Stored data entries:

__________

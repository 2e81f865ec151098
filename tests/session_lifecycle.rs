/*
 * Copyright 2025 KeyGrid Project
 *
 * Licensed under the Apache License, Version 2.0 (the "License");
 * you may not use this file except in compliance with the License.
 * You may obtain a copy of the License at
 *
 *     http://www.apache.org/licenses/LICENSE-2.0
 *
 * Unless required by applicable law or agreed to in writing, software
 * distributed under the License is distributed on an "AS IS" BASIS,
 * WITHOUT WARRANTIES OR CONDITIONS OF ANY KIND, either express or implied.
 * See the License for the specific language governing permissions and
 * limitations under the License.
 */
mod common;

use std::sync::{
    atomic::{AtomicUsize, Ordering},
    Arc,
};

use common::{session, wait_until, MockGrid, RecordingListener};
use keygrid::{
    CborCodec, Error, MapLifecycleEvent, MapListener, Session, SessionConfig, SessionEvent,
    TlsOptions,
};

#[tokio::test]
async fn close_is_idempotent_and_emits_once() {
    let mock = MockGrid::new();
    let session = session(&mock);
    let closed = Arc::new(AtomicUsize::new(0));
    let counter = closed.clone();
    session.on_lifecycle(move |e| {
        assert_eq!(e, SessionEvent::Closed);
        counter.fetch_add(1, Ordering::SeqCst);
    });

    session.close().await.unwrap();
    session.close().await.unwrap();

    assert!(session.is_closed());
    assert_eq!(closed.load(Ordering::SeqCst), 1);
    assert!(mock.is_closed());
}

#[tokio::test]
async fn close_releases_live_maps_before_the_channel() {
    let mock = MockGrid::new();
    let session = session(&mock);
    let map = session.cache::<String, String>("orders").unwrap();
    let released = Arc::new(AtomicUsize::new(0));
    let counter = released.clone();
    map.on_lifecycle(move |e| {
        if e == MapLifecycleEvent::Released {
            counter.fetch_add(1, Ordering::SeqCst);
        }
    });

    session.close().await.unwrap();

    assert!(map.is_released());
    assert_eq!(released.load(Ordering::SeqCst), 1);
    assert_eq!(
        map.get(&"a".to_owned()).await.unwrap_err(),
        Error::SessionClosed
    );
}

#[tokio::test]
async fn operations_after_close_fail_immediately() {
    let mock = MockGrid::new();
    let session = session(&mock);
    session.close().await.unwrap();
    assert_eq!(
        session.cache::<String, String>("orders").unwrap_err(),
        Error::SessionClosed
    );
}

#[tokio::test]
async fn same_name_and_format_share_one_instance() {
    let mock = MockGrid::new();
    let session = session(&mock);

    let a = session.cache::<String, String>("orders").unwrap();
    let b = session.cache::<String, String>("orders").unwrap();
    assert_eq!(a, b); // identity-equal

    // a different format is a distinct map instance
    let c = session
        .cache_with::<String, String, CborCodec>("orders", CborCodec)
        .unwrap();
    assert_eq!(c.format(), "cbor");
    assert_eq!(a.format(), "json");

    // same (name, format) with different entry types is rejected
    assert!(matches!(
        session.cache::<String, u64>("orders"),
        Err(Error::BadValue(_))
    ));
}

#[tokio::test]
async fn released_map_is_deregistered_and_inactive() {
    let mock = MockGrid::new();
    let session = session(&mock);
    let map = session.cache::<String, String>("orders").unwrap();
    let released = Arc::new(AtomicUsize::new(0));
    let counter = released.clone();
    map.on_lifecycle(move |e| {
        if e == MapLifecycleEvent::Released {
            counter.fetch_add(1, Ordering::SeqCst);
        }
    });

    map.release().await.unwrap();
    map.release().await.unwrap();
    assert_eq!(released.load(Ordering::SeqCst), 1);
    assert!(matches!(
        map.get(&"a".to_owned()).await.unwrap_err(),
        Error::CacheNotActive(_)
    ));

    // the registry slot is free again: a new lookup yields a fresh handle
    let fresh = session.cache::<String, String>("orders").unwrap();
    assert_ne!(fresh, map);
    fresh.put(&"a".to_owned(), &"1".to_owned()).await.unwrap();
}

#[tokio::test]
async fn destroy_marks_the_map_and_emits() {
    let mock = MockGrid::new();
    let session = session(&mock);
    let map = session.cache::<String, String>("orders").unwrap();
    map.put(&"a".to_owned(), &"1".to_owned()).await.unwrap();
    let destroyed = Arc::new(AtomicUsize::new(0));
    let counter = destroyed.clone();
    map.on_lifecycle(move |e| {
        if e == MapLifecycleEvent::Destroyed {
            counter.fetch_add(1, Ordering::SeqCst);
        }
    });

    map.destroy().await.unwrap();
    assert!(map.is_destroyed());
    assert_eq!(destroyed.load(Ordering::SeqCst), 1);
    assert!(matches!(
        map.size().await.unwrap_err(),
        Error::CacheNotActive(_)
    ));
}

#[tokio::test]
async fn server_side_destroy_arrives_via_the_stream() {
    let mock = MockGrid::new();
    let session = session(&mock);
    let map = session.cache::<String, String>("orders").unwrap();
    let listener: Arc<dyn MapListener<String, String>> = RecordingListener::new();
    map.add_key_listener(&"a".to_owned(), &listener, false).await.unwrap();

    mock.emit(keygrid::service::events::ListenerResponse::Destroyed).await;
    wait_until("map destroyed", || map.is_destroyed()).await;
    assert!(matches!(
        map.get(&"a".to_owned()).await.unwrap_err(),
        Error::CacheNotActive(_)
    ));
}

#[tokio::test]
async fn truncate_emits_exactly_one_event() {
    let mock = MockGrid::new();
    let session = session(&mock);
    let map = session.cache::<String, String>("orders").unwrap();
    let truncated = Arc::new(AtomicUsize::new(0));
    let counter = truncated.clone();
    map.on_lifecycle(move |e| {
        if e == MapLifecycleEvent::Truncated {
            counter.fetch_add(1, Ordering::SeqCst);
        }
    });

    // no stream open: emitted locally
    map.put(&"a".to_owned(), &"1".to_owned()).await.unwrap();
    map.truncate().await.unwrap();
    assert_eq!(map.size().await.unwrap(), 0);
    assert_eq!(truncated.load(Ordering::SeqCst), 1);

    // stream open: the server's notification carries the event instead
    let listener: Arc<dyn MapListener<String, String>> = RecordingListener::new();
    map.add_key_listener(&"a".to_owned(), &listener, false).await.unwrap();
    map.truncate().await.unwrap();
    wait_until("stream event delivered", || {
        truncated.load(Ordering::SeqCst) == 2
    })
    .await;
    tokio::time::sleep(std::time::Duration::from_millis(30)).await;
    assert_eq!(truncated.load(Ordering::SeqCst), 2);
}

#[tokio::test]
async fn tls_without_cert_paths_is_rejected() {
    let tls = TlsOptions {
        enabled: true,
        ca_cert_path: None,
        client_cert_path: None,
        client_key_path: None,
    };
    let err = SessionConfig::builder().tls(tls).build().unwrap_err();
    assert!(matches!(err, Error::BadConfig(_)));
}

#[tokio::test]
async fn default_format_mismatch_requires_explicit_codec() {
    let mock = MockGrid::new();
    let config = SessionConfig::builder().format("cbor").build().unwrap();
    let session = Session::new(config, Arc::new(mock.clone())).unwrap();

    assert!(matches!(
        session.cache::<String, String>("orders"),
        Err(Error::BadConfig(_))
    ));
    let map = session
        .cache_with::<String, String, CborCodec>("orders", CborCodec)
        .unwrap();
    map.put(&"a".to_owned(), &"1".to_owned()).await.unwrap();
    assert_eq!(map.get(&"a".to_owned()).await.unwrap(), Some("1".to_owned()));
}
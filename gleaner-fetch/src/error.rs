//! Fetch error types.

use gleaner_core::{Category, CoreError};
use thiserror::Error;

// ============================================================================
// Main Fetch Error
// ============================================================================

/// Error type for transport and fetch operations.
#[derive(Debug, Error)]
pub enum FetchError {
    /// Construction-time or data error from the core crate.
    #[error("{0}")]
    Core(#[from] CoreError),

    /// The request could not be sent or the body could not be read.
    #[error("HTTP request failed: {0}")]
    Request(#[from] reqwest::Error),

    /// The server answered with a non-retryable error status.
    #[error("HTTP {status} error for {url}")]
    Http {
        /// Status code returned by the server.
        status: u16,
        /// Requested URL.
        url: String,
    },

    /// A retryable failure persisted past the retry budget.
    #[error("Retries exhausted after {attempts} attempts for {url}")]
    RetryExhausted {
        /// Requested URL.
        url: String,
        /// Last status seen, if the server answered at all.
        status: Option<u16>,
        /// Attempts made, including the first.
        attempts: u32,
    },

    /// The target URL could not be built.
    #[error("Invalid URL: {0}")]
    InvalidUrl(String),

    /// A payload lacked the structure the parser expects.
    #[error("Parse error: {0}")]
    Parse(String),

    /// A payload was not valid JSON.
    #[error("Invalid JSON payload: {0}")]
    Json(#[from] serde_json::Error),

    /// Archive record/replay failed.
    #[error("Archive error: {0}")]
    Archive(#[from] ArchiveError),

    /// The backend does not produce the requested category.
    #[error("Category '{category}' not supported by {backend}")]
    UnsupportedCategory {
        /// Backend name.
        backend: String,
        /// Requested category.
        category: Category,
    },

    /// Replay was requested from a backend that does not archive.
    #[error("{0} does not support archiving")]
    ArchivingNotSupported(String),
}

impl FetchError {
    /// Returns the HTTP status carried by this error, if any.
    pub fn status(&self) -> Option<u16> {
        match self {
            FetchError::Http { status, .. } => Some(*status),
            FetchError::RetryExhausted { status, .. } => *status,
            FetchError::Request(e) => e.status().map(|s| s.as_u16()),
            _ => None,
        }
    }

    /// Returns true for errors caused by invalid configuration.
    pub fn is_config(&self) -> bool {
        match self {
            FetchError::Core(e) => e.is_config(),
            FetchError::InvalidUrl(_) | FetchError::UnsupportedCategory { .. } => true,
            _ => false,
        }
    }
}

// ============================================================================
// Archive Error
// ============================================================================

/// Error type for archive record/replay.
#[derive(Debug, Error)]
pub enum ArchiveError {
    /// Replay found no response recorded for the request.
    #[error("No archived response matches {url} (signature {signature})")]
    NoMatchingRecord {
        /// Hash of the request signature.
        signature: String,
        /// Requested URL.
        url: String,
    },

    /// Replay was requested but no archive is attached.
    #[error("Archive instance was not provided")]
    NotProvided,

    /// The storage engine failed.
    #[error("Archive storage error: {0}")]
    Storage(String),

    /// A record could not be (de)serialized.
    #[error("Archive serialization error: {0}")]
    Serialization(#[from] serde_json::Error),
}
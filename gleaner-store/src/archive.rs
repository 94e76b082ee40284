//! On-disk response archive.
//!
//! Each recorded outcome lives in `<dir>/<signature hash>.json` next to the
//! signature it answers, so an archive directory can be inspected by hand
//! and replayed later by any run issuing the same requests.

use std::path::{Path, PathBuf};

use async_trait::async_trait;
use chrono::{DateTime, Utc};
use gleaner_fetch::{Archive, ArchiveError, ArchivedOutcome, RequestSignature};
use serde::{Deserialize, Serialize};
use tracing::debug;

use crate::error::StoreError;
use crate::persistence::{ensure_dir, load_json, save_json};

/// One archived request and what the server answered.
#[derive(Debug, Clone, PartialEq, Serialize, Deserialize)]
pub struct ArchiveEntry {
    /// The request that produced the outcome.
    pub signature: RequestSignature,
    /// The response or error status returned by the server.
    pub outcome: ArchivedOutcome,
    /// When it was recorded.
    pub archived_at: DateTime<Utc>,
}

/// Archive stored as JSON files in a directory.
#[derive(Debug, Clone)]
pub struct FileArchive {
    dir: PathBuf,
}

impl FileArchive {
    /// Opens the archive at `dir`, creating the directory if needed.
    pub async fn open(dir: impl Into<PathBuf>) -> Result<Self, StoreError> {
        let dir = dir.into();
        ensure_dir(&dir).await?;
        Ok(Self { dir })
    }

    /// Archive directory.
    pub fn dir(&self) -> &Path {
        &self.dir
    }

    /// Number of archived outcomes.
    pub async fn len(&self) -> Result<usize, StoreError> {
        let mut entries = tokio::fs::read_dir(&self.dir).await?;
        let mut count = 0;
        while let Some(entry) = entries.next_entry().await? {
            if entry.path().extension().is_some_and(|ext| ext == "json") {
                count += 1;
            }
        }
        Ok(count)
    }

    /// Returns true when nothing has been archived.
    pub async fn is_empty(&self) -> Result<bool, StoreError> {
        Ok(self.len().await? == 0)
    }

    fn entry_path(&self, signature: &RequestSignature) -> PathBuf {
        self.dir.join(format!("{}.json", signature.hashcode()))
    }
}

#[async_trait]
impl Archive for FileArchive {
    async fn record(
        &self,
        signature: &RequestSignature,
        outcome: &ArchivedOutcome,
    ) -> Result<(), ArchiveError> {
        let path = self.entry_path(signature);
        debug!(url = %signature.url, path = %path.display(), "Archiving outcome");

        let entry = ArchiveEntry {
            signature: signature.clone(),
            outcome: outcome.clone(),
            archived_at: Utc::now(),
        };
        save_json(&path, &entry).await?;
        Ok(())
    }

    async fn replay(&self, signature: &RequestSignature) -> Result<ArchivedOutcome, ArchiveError> {
        let path = self.entry_path(signature);

        match load_json::<ArchiveEntry>(&path).await {
            Ok(entry) => Ok(entry.outcome),
            Err(e) if e.is_not_found() => Err(ArchiveError::NoMatchingRecord {
                signature: signature.hashcode(),
                url: signature.url.clone(),
            }),
            Err(e) => Err(e.into()),
        }
    }
}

__________

**WHAT IS EXPECTED**
Stopping at the line containing "in writing, software", please repeat exactly every line from the very start of the entries, that line included, and nothing more.

**SOLVED EXERCISE**
repository 2e81f865ec151098
filename tests/session_lifecycle.rs
/*
 * Copyright 2025 KeyGrid Project
 *
 * Licensed under the Apache License, Version 2.0 (the "License");
 * you may not use this file except in compliance with the License.
 * You may obtain a copy of the License at
 *
 *     http://www.apache.org/licenses/LICENSE-2.0
 *
 * Unless required by applicable law or agreed to in writing, software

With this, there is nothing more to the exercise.